[Dataset entries]
== Segment start ==
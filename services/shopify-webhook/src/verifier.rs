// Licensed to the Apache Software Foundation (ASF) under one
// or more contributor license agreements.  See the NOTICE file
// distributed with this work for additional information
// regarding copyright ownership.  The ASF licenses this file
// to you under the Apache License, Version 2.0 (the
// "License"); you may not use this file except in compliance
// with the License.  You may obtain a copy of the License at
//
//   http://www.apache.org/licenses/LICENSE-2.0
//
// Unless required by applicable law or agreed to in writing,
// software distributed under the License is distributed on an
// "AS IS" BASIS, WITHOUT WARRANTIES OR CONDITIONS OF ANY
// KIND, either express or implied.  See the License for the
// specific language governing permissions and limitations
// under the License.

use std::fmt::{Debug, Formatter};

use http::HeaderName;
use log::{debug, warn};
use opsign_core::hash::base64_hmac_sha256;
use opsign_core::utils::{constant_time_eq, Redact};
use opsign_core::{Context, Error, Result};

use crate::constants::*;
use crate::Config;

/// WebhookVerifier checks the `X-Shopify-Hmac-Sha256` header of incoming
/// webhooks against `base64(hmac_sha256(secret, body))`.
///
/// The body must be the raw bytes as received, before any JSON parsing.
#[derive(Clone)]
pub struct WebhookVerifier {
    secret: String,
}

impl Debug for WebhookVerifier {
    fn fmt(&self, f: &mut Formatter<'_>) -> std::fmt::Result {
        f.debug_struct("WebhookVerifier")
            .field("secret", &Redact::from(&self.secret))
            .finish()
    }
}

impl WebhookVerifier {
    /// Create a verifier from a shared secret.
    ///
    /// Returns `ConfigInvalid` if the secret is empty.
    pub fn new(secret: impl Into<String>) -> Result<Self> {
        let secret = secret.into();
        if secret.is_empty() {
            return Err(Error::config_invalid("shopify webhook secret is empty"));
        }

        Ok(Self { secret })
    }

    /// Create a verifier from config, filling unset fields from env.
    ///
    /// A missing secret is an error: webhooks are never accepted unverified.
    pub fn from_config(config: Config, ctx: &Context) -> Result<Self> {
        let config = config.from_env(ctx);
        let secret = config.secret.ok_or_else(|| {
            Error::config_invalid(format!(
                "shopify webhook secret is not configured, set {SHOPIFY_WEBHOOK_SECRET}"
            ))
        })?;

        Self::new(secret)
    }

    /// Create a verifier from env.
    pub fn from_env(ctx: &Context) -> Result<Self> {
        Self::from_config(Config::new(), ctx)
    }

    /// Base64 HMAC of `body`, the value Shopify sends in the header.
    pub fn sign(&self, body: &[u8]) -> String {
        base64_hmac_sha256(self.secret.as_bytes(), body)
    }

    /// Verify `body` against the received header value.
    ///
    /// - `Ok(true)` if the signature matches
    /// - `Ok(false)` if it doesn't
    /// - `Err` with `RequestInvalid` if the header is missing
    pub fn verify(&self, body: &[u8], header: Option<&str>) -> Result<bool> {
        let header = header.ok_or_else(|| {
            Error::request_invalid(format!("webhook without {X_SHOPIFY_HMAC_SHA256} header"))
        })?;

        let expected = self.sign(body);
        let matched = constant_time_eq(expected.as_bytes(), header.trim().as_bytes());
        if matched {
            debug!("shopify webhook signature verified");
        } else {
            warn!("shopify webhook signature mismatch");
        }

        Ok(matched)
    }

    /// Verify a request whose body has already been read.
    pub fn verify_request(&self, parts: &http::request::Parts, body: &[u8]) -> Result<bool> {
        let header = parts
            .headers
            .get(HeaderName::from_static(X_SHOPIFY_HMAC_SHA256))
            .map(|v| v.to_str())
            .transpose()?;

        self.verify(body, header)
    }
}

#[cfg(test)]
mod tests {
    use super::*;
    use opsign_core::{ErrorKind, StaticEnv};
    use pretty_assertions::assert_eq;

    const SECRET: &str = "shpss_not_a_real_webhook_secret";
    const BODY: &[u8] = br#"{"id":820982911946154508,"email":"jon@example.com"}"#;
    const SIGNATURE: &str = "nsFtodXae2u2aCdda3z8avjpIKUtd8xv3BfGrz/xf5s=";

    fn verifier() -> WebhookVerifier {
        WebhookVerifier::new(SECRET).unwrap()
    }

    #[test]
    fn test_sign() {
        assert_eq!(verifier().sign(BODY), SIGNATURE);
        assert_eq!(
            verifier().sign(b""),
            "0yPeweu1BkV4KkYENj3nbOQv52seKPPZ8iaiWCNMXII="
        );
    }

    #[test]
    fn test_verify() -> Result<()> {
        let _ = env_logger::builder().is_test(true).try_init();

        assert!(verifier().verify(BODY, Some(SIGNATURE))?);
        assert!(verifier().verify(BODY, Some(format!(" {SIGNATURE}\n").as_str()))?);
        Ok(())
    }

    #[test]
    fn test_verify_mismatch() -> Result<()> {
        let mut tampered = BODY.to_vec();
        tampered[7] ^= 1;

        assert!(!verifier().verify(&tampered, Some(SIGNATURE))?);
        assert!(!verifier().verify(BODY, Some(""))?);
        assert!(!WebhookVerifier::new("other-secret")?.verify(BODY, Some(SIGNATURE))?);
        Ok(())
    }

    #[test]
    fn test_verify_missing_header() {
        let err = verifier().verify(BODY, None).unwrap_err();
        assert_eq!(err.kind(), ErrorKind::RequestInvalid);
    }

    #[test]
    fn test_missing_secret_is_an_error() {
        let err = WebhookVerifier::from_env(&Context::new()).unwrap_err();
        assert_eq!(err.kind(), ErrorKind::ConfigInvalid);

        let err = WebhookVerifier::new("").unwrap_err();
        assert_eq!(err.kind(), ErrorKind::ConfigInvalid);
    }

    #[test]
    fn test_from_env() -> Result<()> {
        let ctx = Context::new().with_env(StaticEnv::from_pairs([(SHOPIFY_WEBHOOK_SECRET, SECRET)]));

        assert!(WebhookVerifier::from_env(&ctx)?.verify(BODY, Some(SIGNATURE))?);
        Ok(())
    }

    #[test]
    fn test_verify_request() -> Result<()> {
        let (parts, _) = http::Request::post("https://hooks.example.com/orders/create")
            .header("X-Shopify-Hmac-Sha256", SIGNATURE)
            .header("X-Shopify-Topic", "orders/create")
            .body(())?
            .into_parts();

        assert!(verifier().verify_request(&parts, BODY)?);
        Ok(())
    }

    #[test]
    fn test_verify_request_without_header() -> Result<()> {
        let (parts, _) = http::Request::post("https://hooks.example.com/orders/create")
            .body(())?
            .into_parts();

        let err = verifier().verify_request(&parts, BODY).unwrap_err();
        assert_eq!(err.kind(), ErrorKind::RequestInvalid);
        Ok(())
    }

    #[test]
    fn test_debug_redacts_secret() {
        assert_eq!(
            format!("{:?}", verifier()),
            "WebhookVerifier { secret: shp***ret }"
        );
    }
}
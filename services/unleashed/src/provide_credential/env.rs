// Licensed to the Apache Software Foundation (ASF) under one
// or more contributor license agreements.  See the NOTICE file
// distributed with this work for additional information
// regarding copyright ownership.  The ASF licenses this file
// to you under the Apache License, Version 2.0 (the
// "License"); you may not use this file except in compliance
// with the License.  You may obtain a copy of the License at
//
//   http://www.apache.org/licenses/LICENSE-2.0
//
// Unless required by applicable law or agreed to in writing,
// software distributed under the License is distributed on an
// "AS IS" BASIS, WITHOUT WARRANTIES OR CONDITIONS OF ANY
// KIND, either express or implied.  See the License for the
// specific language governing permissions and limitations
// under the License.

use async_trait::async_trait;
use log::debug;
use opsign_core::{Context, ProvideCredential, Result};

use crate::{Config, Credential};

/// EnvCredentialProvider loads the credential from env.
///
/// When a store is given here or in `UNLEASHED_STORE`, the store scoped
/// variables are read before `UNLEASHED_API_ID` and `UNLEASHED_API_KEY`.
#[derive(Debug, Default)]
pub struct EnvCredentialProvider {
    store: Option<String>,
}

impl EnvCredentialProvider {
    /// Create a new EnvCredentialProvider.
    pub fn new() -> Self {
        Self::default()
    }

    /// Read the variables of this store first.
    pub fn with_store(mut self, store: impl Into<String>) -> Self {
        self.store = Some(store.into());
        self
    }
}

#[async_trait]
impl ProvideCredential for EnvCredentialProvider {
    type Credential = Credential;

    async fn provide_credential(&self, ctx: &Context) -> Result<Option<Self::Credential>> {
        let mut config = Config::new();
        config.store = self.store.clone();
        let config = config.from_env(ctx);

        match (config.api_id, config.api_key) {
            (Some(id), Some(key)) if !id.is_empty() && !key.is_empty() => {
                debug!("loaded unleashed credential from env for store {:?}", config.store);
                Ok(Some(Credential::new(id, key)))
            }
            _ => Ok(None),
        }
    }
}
== Segment end ==
TASK INSTRUCTIONS
Match on "Formatter" and report each line of the data above that has it.

EXPECTED OUTPUT
use std::fmt::{Debug, Formatter};
    fn fmt(&self, f: &mut Formatter<'_>) -> std::fmt::Result {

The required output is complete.